プーチン大統領 ロシアの天然ガス購入“ルーブル支払いのみ”

ロシアのプーチン大統領は非友好的と指定した国がロシアから天然ガスを購入する際には通貨ルーブルでの支払いしか認めない方針を示しました。値下がりしているルーブルの相場を支えるねらいがあるとみられます。

ロシアのプーチン大統領は23日、関係閣僚とのオンラインの会議で西側の各国がロシアの外貨準備を凍結したことを批判し「このような状況でドルやユーロなどの外貨でわれわれの商品の支払いを受ける意味はない」と述べました。

そのうえで「まず非友好国と地域に供給する天然ガスの支払いをルーブルに変更する。
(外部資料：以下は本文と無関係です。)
/// Navigation Position Velocity Time Solution (UBX-NAV-PVT)
///
/// Angles are kept as received: degrees scaled by 1e-7 for positions and by
/// 1e-5 for headings. Lengths are millimetres, speeds mm/s.
#[derive(Debug, Clone, PartialEq)]
pub struct NavPvt {
    /// GPS Millisecond time of week of the navigation epoch.
    pub itow: u32,
    pub year: u16,
    pub month: u8,
    pub day: u8,
    pub hour: u8,
    pub min: u8,
    pub sec: u8,
    pub valid: NavPvtValidFlags,
    /// Time accuracy estimate in nanoseconds (UTC)
    pub time_accuracy: u32,
    /// Fraction of second, range -1e9 .. 1e9 (UTC)
    pub nanosec: i32,
    pub fix_type: GnssFixType,
    pub flags: NavPvtFlags,
    pub flags2: NavPvtFlags2,
    pub num_satellites: u8,
    pub lon: i32,
    pub lat: i32,
    pub height: i32,
    pub height_msl: i32,
    pub h_acc: u32,
    pub v_acc: u32,
    pub vel_north: i32,
    pub vel_east: i32,
    pub vel_down: i32,
    pub g_speed: i32,
    pub head_motion: i32,
    pub s_acc: u32,
    pub head_acc: u32,
    /// Position DOP, scaled by 1e-2
    pub pdop: u16,
    pub flags3: u16,
    pub head_vehicle: i32,
    pub magnetic_declination: i16,
    pub magnetic_declination_accuracy: u16,
}

impl UbxPacketMeta for NavPvt {
    const CLASS: u8 = 0x01;
    const ID: u8 = 0x07;
    const MIN_PAYLOAD_LEN: usize = 92;

    fn from_body(b: &[u8]) -> Result<Self> {
        Ok(Self {
            itow: u32_at(b, 0),
            year: u16_at(b, 4),
            month: b[6],
            day: b[7],
            hour: b[8],
            min: b[9],
            sec: b[10],
            valid: NavPvtValidFlags::from_bits_truncate(b[11]),
            time_accuracy: u32_at(b, 12),
            nanosec: i32_at(b, 16),
            fix_type: b[20].into(),
            flags: NavPvtFlags::from_bits_truncate(b[21]),
            flags2: NavPvtFlags2::from_bits_truncate(b[22]),
            num_satellites: b[23],
            lon: i32_at(b, 24),
            lat: i32_at(b, 28),
            height: i32_at(b, 32),
            height_msl: i32_at(b, 36),
            h_acc: u32_at(b, 40),
            v_acc: u32_at(b, 44),
            vel_north: i32_at(b, 48),
            vel_east: i32_at(b, 52),
            vel_down: i32_at(b, 56),
            g_speed: i32_at(b, 60),
            head_motion: i32_at(b, 64),
            s_acc: u32_at(b, 68),
            head_acc: u32_at(b, 72),
            pdop: u16_at(b, 76),
            flags3: u16_at(b, 78),
            head_vehicle: i32_at(b, 84),
            magnetic_declination: u16_at(b, 88) as i16,
            magnetic_declination_accuracy: u16_at(b, 90),
        })
    }
}

impl NavPvt {
    pub fn longitude(&self) -> f64 {
        f64::from(self.lon) * 1e-7
    }

    pub fn latitude(&self) -> f64 {
        f64::from(self.lat) * 1e-7
    }

    /// Height above mean sea level in meters
    pub fn height_msl_meters(&self) -> f64 {
        f64::from(self.height_msl) * 1e-3
    }

    /// Ground speed in m/s
    pub fn ground_speed_2d(&self) -> f64 {
        f64::from(self.g_speed) * 1e-3
    }

    /// Heading of motion in degrees
    pub fn heading_motion(&self) -> f64 {
        f64::from(self.head_motion) * 1e-5
    }

    /// 1 = Invalid lon, lat, height and hMSL
    pub fn invalid_llh(&self) -> bool {
        self.flags3 & 0x01 == 1
    }

    pub fn has_time(&self) -> bool {
        matches!(
            self.fix_type,
            GnssFixType::Fix3D | GnssFixType::GPSPlusDeadReckoning | GnssFixType::TimeOnlyFix
        )
    }

    pub fn has_position(&self) -> bool {
        matches!(
            self.fix_type,
            GnssFixType::Fix3D | GnssFixType::GPSPlusDeadReckoning
        )
    }
}

fn utc_date_time(
    year: u16,
    month: u8,
    day: u8,
    hms: (u8, u8, u8),
    nanos: i32,
) -> core::result::Result<DateTime<Utc>, DateTimeError> {
    let date = NaiveDate::from_ymd_opt(i32::from(year), u32::from(month), u32::from(day))
        .ok_or(DateTimeError::InvalidDate)?;
    let time = NaiveTime::from_hms_opt(u32::from(hms.0), u32::from(hms.1), u32::from(hms.2))
        .ok_or(DateTimeError::InvalidTime)?;
    const NANOS_LIM: u32 = 1_000_000_000;
    if nanos.unsigned_abs() >= NANOS_LIM {
        return Err(DateTimeError::InvalidNanoseconds);
    }
    let dt = NaiveDateTime::new(date, time) + chrono::Duration::nanoseconds(i64::from(nanos));
    Ok(DateTime::from_naive_utc_and_offset(dt, Utc))
}

impl TryFrom<&NavPvt> for DateTime<Utc> {
    type Error = DateTimeError;

    fn try_from(sol: &NavPvt) -> core::result::Result<Self, Self::Error> {
        utc_date_time(
            sol.year,
            sol.month,
            sol.day,
            (sol.hour, sol.min, sol.sec),
            sol.nanosec,
        )
    }
}

/// Geodetic Position Solution (UBX-NAV-POSLLH)
#[derive(Debug, Clone, Copy, PartialEq, Eq)]
pub struct NavPosLlh {
    pub itow: u32,
    pub lon: i32,
    pub lat: i32,
    pub height: i32,
    pub height_msl: i32,
    pub h_acc: u32,
    pub v_acc: u32,
}

impl UbxPacketMeta for NavPosLlh {
    const CLASS: u8 = 0x01;
    const ID: u8 = 0x02;
    const MIN_PAYLOAD_LEN: usize = 28;

    fn from_body(b: &[u8]) -> Result<Self> {
        Ok(Self {
            itow: u32_at(b, 0),
            lon: i32_at(b, 4),
            lat: i32_at(b, 8),
            height: i32_at(b, 12),
            height_msl: i32_at(b, 16),
            h_acc: u32_at(b, 20),
            v_acc: u32_at(b, 24),
        })
    }
}

/// High Precision Geodetic Position Solution (UBX-NAV-HPPOSLLH)
#[derive(Debug, Clone, Copy, PartialEq, Eq)]
pub struct NavHpPosLlh {
    pub version: u8,
    pub flags: u8,
    pub itow: u32,
    pub lon: i32,
    pub lat: i32,
    pub height: i32,
    pub height_msl: i32,
    /// Precise longitude in deg * 1e-7 = lon + (lon_hp * 1e-2)
    pub lon_hp: i8,
    pub lat_hp: i8,
    /// Precise height in mm = height + (height_hp * 0.1)
    pub height_hp: i8,
    pub height_msl_hp: i8,
    /// Horizontal accuracy estimate, 0.1 mm
    pub h_acc: u32,
    pub v_acc: u32,
}

impl UbxPacketMeta for NavHpPosLlh {
    const CLASS: u8 = 0x01;
    const ID: u8 = 0x14;
    const MIN_PAYLOAD_LEN: usize = 36;

    fn from_body(b: &[u8]) -> Result<Self> {
        Ok(Self {
            version: b[0],
            flags: b[3],
            itow: u32_at(b, 4),
            lon: i32_at(b, 8),
            lat: i32_at(b, 12),
            height: i32_at(b, 16),
            height_msl: i32_at(b, 20),
            lon_hp: b[24] as i8,
            lat_hp: b[25] as i8,
            height_hp: b[26] as i8,
            height_msl_hp: b[27] as i8,
            h_acc: u32_at(b, 28),
            v_acc: u32_at(b, 32),
        })
    }
}

impl NavHpPosLlh {
    pub fn longitude(&self) -> f64 {
        f64::from(self.lon) * 1e-7 + f64::from(self.lon_hp) * 1e-9
    }

    pub fn latitude(&self) -> f64 {
        f64::from(self.lat) * 1e-7 + f64::from(self.lat_hp) * 1e-9
    }

    /// Height above ellipsoid in meters
    pub fn height_meters(&self) -> f64 {
        f64::from(self.height) * 1e-3 + f64::from(self.height_hp) * 1e-4
    }

    /// 1 = Invalid lon, lat, height, hMSL and their high precision components
    pub fn invalid_llh(&self) -> bool {
        self.flags & 0x01 == 1
    }
}

bitflags! {
    /// Validity Flags of `NavTimeUtc`
    #[derive(Default, Debug, Clone, Copy, PartialEq, Eq)]
    pub struct NavTimeUtcFlags: u8 {
        /// Valid Time of Week
        const VALID_TOW = 1;
        /// Valid Week Number
        const VALID_WKN = 2;
        /// Valid UTC (Leap Seconds already known)
        const VALID_UTC = 4;
    }
}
一連の措置を速やかに講じることを決定した」と述べて、ロシアが非友好的と指定した日本やアメリカ、それにヨーロッパなどがロシアから天然ガスを購入する際には通貨ルーブルでの支払いしか認めない方針を示しました。

ルーブルは西側の各国がロシアに厳しい経済制裁を科したことで大幅に値下がりしていて、天然ガスの調達に伴ってルーブルを買う必要がある仕組みにすることで相場を支えるねらいがあるとみられます。

ロシアの天然ガスはヨーロッパの各国が多く輸入していることから市場では供給の先行きが不透明になったとの見方が強まっていて、「オランダTTF」と呼ばれる天然ガスの指標価格が前日に比べて一時、30%以上、値上がりしました。

ロシア宇宙開発公社も海外取り引きをルーブル建てへ

ロシアの宇宙開発公社「ロスコスモス」は23日、海外との取り引きは通貨ルーブル建てにすると明かしました。

これは「ロスコスモス」のロゴージン社長の話としてロシア国営のタス通信が伝えたものです。

ロゴージン社長は、ルーブルでの支払いを求める動きは全国で始まっていると指摘したうえで、「われわれも海外との取り引きはすべてルーブル建てにする」と述べました。

今後もあらゆる分野でルーブルで支払うことを求める動きは広がる可能性があるとみられます。

サハリン天然ガスPJに出資の商社「事実関係確認中」

またロシア極東のサハリンで進められている天然ガスの開発プロジェクト、「サハリン2」に出資する大手商社の三井物産と三菱商事はNHKの取材に対して「事実関係を確認中です」とコメントしています。

日本と地理的に近い「サハリン2」が生産するLNG=液化天然ガスは日本の電力会社とガス会社が長期契約で購入していて、日本が輸入するLNGのおよそ1割を占めています。

官房長官「情報収集と分析に努めていく」

松野官房長官は、24日午前の記者会見で「プーチン大統領が、ロシアから非友好国へ供給される天然ガスについて、ルーブルでの支払いを行わせると指示したことは承知している。まずは日本の関係企業とも連携しながら情報収集と分析に努めていきたい」と述べました。

鈴木財務相「状況を精査中」

ロシアのプーチン大統領が、非友好的と指定した国がロシアから天然ガスを購入する際には通貨ルーブルでの支払いしか認めない方針を示したことについて、鈴木財務大臣は、24日午前に開かれた参議院の財政金融委員会で「発言の詳細を含めて、どういうことを意図し、どういう手立てをやっていこうとしているのかまだよく分からないのが実情であり、関係省庁と連携して状況を精査している。ロシアに対する経済制裁による副次的な効果として、わが国の経済や金融市場への影響を見極めつつ、ロシアに対して最大のコストを課すよう、引き続きG7=主要7か国をはじめとする国際社会と緊密に連携しながら適切に対応していきたい」と述べました。

電力・ガス会社「事実関係を確認中」

ロシアのプーチン大統領が非友好的と指定した国との天然ガスの取引を、通貨ルーブル建てにするとの方針を示したことについて、国内最大の火力発電事業者JERAは、契約分が今後、ルーブル払いに限定されるかは現時点では分からないとしたうえで、NHKの取材に対して「事実関係を確認し、情報収集を進めている」とコメントしています。

JERAはLNGの輸入量のうち、1割程度をロシアから調達していて、ほとんどはロシア極東のサハリンで行われている、天然ガスの開発プロジェクト「サハリン2」からの長期契約で調達しています。

また、LNGの輸入量の1割程度をロシア産が占めていて、大半がサハリン2との長期契約で調達している東京ガスも、NHKの取材に対して「事実関係を確認中」とコメントしています。